Work request:
Each line of the records below that contains "focused" needs to be copied.

Records provided:
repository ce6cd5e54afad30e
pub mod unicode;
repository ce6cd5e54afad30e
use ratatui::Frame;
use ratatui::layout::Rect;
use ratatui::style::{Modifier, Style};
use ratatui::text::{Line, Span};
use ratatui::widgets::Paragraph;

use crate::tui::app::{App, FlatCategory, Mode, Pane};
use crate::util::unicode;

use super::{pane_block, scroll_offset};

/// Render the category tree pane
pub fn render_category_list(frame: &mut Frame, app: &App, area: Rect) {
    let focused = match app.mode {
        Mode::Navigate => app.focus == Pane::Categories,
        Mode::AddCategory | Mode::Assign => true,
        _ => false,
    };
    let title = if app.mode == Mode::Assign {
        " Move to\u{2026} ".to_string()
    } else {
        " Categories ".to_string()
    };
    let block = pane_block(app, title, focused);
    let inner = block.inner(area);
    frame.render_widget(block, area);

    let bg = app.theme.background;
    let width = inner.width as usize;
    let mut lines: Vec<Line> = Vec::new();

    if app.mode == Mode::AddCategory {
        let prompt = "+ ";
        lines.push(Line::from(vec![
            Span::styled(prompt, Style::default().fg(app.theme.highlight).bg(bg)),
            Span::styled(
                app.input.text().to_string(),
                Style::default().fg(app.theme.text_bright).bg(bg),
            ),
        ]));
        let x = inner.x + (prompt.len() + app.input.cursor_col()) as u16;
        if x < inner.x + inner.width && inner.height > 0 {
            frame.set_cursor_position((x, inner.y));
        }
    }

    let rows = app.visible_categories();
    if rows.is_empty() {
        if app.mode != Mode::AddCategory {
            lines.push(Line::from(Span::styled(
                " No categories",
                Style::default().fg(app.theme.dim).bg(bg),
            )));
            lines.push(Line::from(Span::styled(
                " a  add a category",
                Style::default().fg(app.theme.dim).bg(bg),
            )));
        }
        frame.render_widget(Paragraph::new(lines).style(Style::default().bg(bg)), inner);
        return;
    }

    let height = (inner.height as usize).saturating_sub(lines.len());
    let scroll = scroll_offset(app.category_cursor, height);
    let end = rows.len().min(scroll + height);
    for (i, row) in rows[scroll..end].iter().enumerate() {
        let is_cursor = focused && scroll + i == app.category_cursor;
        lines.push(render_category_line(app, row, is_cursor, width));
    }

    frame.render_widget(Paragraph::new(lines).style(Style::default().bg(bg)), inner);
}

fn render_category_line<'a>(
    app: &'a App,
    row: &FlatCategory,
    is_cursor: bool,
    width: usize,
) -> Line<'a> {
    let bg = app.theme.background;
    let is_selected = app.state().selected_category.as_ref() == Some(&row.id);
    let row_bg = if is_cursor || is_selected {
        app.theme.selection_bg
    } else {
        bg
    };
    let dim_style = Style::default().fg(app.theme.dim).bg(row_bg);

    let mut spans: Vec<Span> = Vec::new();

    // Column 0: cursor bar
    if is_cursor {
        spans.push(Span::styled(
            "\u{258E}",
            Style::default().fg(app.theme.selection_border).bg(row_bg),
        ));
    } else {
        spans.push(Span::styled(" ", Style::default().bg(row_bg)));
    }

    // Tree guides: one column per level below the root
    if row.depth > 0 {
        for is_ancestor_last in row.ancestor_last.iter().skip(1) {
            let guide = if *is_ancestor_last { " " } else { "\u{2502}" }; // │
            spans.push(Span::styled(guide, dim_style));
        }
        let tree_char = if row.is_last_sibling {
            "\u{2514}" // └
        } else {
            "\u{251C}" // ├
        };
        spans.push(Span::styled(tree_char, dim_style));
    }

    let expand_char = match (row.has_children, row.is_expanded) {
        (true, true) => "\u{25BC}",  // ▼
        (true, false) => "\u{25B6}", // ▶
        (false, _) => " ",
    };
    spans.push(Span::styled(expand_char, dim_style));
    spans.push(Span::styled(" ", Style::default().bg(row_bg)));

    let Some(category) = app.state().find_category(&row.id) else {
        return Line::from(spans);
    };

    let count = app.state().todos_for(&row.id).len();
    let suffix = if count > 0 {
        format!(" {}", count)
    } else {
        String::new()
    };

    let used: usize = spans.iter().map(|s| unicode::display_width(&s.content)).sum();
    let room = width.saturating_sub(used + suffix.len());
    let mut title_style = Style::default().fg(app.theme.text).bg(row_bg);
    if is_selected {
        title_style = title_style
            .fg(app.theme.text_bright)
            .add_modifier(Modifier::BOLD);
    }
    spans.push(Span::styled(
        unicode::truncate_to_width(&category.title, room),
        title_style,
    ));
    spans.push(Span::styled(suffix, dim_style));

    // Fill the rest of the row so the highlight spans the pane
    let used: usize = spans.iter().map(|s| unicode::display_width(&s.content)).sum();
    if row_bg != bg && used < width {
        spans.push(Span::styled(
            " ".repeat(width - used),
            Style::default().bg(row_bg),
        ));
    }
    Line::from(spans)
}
--
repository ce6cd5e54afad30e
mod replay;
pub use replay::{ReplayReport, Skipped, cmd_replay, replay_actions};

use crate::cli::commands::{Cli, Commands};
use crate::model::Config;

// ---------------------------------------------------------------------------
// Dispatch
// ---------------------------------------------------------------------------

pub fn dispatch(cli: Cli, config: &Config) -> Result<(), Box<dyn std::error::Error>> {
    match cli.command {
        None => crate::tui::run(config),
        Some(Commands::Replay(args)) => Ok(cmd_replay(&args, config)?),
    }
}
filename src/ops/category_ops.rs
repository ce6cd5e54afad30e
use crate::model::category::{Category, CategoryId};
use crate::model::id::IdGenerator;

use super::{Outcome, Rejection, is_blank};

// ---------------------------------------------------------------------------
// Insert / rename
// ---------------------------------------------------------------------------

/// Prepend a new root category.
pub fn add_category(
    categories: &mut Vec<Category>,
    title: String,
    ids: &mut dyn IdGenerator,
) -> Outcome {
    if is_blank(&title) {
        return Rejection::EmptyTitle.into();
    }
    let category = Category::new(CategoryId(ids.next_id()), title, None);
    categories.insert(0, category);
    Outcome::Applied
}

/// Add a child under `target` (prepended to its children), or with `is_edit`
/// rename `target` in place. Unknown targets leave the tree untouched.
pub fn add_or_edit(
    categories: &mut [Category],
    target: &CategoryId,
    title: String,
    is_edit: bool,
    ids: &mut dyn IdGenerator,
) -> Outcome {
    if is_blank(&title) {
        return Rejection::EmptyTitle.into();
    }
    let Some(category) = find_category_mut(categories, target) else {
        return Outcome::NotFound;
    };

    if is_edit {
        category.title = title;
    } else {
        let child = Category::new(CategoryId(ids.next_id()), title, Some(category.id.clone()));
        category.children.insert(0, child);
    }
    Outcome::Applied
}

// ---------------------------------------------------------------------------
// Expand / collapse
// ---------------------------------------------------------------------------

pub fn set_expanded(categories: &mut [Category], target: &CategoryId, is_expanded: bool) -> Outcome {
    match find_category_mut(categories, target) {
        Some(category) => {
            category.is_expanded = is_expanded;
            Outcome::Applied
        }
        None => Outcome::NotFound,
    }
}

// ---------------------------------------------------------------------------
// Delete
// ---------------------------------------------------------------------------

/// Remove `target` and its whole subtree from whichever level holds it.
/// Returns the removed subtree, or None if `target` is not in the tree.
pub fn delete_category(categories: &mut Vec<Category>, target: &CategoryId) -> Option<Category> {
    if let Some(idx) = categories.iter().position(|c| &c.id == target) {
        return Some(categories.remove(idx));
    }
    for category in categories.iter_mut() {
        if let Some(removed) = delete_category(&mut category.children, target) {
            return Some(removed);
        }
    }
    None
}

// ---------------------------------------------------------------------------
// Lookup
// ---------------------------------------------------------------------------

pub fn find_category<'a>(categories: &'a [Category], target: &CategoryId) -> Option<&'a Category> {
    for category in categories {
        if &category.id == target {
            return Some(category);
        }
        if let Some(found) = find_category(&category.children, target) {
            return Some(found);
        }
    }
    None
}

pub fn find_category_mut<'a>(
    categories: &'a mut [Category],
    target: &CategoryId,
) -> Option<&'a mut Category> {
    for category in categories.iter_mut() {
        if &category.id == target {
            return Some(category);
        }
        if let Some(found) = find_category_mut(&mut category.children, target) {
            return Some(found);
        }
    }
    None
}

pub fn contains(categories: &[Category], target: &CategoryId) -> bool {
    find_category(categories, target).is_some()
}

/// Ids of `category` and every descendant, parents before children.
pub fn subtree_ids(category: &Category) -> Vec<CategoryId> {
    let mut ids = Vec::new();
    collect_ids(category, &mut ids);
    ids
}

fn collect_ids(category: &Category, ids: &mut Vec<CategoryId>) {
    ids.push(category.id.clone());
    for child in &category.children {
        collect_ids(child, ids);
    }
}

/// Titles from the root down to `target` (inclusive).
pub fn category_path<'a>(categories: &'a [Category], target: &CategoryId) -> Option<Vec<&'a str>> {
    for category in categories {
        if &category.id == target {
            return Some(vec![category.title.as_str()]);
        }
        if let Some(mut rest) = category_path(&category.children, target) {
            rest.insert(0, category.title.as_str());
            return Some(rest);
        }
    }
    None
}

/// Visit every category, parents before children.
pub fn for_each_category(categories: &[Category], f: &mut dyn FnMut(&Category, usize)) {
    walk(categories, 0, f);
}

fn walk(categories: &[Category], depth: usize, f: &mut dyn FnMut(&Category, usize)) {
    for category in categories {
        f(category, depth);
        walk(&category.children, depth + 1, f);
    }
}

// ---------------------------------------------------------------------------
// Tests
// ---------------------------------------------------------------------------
---
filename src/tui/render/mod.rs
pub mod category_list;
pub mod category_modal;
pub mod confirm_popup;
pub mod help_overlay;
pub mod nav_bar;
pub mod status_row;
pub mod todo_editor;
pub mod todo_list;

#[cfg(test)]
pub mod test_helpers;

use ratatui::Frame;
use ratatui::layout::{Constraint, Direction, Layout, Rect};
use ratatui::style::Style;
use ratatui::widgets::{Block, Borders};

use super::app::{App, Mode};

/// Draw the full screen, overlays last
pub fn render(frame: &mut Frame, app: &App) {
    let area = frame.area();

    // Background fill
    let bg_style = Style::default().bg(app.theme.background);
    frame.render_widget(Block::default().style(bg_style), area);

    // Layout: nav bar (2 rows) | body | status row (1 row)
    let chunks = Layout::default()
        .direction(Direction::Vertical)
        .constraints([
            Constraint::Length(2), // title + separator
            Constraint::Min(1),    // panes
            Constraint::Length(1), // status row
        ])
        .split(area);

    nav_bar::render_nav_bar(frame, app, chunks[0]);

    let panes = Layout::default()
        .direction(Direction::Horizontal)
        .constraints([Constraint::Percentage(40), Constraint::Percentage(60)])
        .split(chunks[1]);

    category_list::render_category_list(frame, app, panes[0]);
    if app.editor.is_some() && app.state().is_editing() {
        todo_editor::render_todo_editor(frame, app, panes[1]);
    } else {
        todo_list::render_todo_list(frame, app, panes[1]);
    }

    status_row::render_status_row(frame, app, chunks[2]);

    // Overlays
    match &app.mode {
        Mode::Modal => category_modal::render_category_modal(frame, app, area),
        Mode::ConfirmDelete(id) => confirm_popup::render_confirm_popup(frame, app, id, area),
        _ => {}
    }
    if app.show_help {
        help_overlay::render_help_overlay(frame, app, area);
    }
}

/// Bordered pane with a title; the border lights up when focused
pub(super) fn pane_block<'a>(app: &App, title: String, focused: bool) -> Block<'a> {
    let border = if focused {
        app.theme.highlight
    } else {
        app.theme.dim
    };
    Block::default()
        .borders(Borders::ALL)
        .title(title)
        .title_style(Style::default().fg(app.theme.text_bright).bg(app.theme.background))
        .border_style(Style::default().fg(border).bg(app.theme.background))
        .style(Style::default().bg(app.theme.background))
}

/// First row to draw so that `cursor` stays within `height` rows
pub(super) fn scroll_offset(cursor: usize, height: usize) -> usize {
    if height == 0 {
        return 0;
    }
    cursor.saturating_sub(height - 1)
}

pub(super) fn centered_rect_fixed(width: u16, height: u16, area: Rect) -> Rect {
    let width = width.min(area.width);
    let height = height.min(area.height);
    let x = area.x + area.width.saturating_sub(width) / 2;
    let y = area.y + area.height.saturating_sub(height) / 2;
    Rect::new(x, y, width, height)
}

Exercise solution:
    let focused = match app.mode {
    let block = pane_block(app, title, focused);
        let is_cursor = focused && scroll + i == app.category_cursor;
/// Bordered pane with a title; the border lights up when focused
pub(super) fn pane_block<'a>(app: &App, title: String, focused: bool) -> Block<'a> {
    let border = if focused {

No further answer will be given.